== DATA PROVIDED

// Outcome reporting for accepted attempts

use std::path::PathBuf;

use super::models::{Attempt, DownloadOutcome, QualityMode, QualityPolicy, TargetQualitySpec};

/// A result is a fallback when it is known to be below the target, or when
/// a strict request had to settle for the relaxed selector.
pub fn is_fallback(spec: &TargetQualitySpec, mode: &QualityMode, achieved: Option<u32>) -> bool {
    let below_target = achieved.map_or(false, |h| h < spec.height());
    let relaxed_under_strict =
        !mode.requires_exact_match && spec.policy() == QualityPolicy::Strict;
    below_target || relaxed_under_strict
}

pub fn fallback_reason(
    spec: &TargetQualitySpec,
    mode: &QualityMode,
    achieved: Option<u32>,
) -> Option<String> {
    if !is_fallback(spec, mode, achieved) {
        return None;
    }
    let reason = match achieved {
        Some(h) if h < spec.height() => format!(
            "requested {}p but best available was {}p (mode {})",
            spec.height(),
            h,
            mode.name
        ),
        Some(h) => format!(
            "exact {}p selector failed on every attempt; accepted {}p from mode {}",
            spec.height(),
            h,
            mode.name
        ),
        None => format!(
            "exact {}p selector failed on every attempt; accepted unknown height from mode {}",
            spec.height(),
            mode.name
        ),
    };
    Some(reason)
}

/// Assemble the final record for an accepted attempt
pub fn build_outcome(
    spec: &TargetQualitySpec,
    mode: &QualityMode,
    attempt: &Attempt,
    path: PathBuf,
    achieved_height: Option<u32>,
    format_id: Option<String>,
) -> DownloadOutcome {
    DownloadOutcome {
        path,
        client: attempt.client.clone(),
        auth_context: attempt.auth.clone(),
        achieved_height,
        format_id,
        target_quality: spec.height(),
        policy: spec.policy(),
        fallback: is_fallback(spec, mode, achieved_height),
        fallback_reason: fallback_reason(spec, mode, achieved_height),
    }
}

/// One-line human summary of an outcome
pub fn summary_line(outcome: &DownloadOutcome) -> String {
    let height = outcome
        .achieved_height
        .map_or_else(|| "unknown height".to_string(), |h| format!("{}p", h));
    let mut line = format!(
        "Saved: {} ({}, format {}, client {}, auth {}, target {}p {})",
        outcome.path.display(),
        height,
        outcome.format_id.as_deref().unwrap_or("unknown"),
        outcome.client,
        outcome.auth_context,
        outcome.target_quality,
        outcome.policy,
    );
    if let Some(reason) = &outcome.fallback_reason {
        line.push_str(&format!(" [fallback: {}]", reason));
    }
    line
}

====
== DATA PROVIDED

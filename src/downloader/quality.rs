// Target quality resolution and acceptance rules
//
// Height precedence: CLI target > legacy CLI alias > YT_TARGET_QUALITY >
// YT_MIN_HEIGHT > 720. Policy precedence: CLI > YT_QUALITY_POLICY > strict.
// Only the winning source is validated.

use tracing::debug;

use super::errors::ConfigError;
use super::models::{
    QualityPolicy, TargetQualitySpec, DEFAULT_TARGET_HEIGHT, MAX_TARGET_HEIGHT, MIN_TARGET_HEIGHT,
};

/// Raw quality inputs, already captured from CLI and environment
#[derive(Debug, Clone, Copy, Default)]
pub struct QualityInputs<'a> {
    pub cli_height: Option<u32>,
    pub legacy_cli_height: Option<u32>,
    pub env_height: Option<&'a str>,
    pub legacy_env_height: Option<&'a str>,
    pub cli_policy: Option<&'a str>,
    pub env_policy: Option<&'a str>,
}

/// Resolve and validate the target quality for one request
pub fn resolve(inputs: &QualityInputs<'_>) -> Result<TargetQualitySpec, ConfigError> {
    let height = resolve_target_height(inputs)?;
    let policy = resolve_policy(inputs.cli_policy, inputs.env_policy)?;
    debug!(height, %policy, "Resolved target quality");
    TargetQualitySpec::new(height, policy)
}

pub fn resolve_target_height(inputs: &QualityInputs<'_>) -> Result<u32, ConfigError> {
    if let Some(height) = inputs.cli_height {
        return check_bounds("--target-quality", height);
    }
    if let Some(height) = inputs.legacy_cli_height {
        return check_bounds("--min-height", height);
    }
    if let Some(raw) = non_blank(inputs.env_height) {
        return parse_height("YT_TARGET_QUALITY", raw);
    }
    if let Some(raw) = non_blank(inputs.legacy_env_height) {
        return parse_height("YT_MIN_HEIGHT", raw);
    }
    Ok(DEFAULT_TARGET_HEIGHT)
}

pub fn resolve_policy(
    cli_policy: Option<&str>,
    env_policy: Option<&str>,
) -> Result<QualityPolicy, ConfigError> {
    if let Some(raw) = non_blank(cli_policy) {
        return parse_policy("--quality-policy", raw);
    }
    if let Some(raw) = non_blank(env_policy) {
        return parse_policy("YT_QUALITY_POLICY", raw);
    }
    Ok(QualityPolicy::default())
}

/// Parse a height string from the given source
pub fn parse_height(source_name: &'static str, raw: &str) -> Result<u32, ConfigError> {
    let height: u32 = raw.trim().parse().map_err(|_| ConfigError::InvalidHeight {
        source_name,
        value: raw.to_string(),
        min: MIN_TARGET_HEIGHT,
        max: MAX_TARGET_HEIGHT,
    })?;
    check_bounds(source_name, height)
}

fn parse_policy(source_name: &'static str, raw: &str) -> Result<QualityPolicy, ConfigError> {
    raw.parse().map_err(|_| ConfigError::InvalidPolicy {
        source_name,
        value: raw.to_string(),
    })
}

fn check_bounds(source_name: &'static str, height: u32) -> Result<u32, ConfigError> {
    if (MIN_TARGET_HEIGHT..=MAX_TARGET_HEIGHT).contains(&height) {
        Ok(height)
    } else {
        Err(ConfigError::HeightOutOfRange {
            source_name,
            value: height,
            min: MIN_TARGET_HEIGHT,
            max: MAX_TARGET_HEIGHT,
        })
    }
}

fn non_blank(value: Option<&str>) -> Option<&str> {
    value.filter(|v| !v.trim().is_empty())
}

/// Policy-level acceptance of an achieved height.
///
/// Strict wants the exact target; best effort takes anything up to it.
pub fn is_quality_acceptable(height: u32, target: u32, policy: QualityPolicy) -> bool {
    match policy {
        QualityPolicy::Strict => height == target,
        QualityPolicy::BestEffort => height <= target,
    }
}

====

EXERCISE DIRECTIONS
State the number of lines above that hold the word "selector", and say nothing else.

SOLUTION FOR THIS EXERCISE
3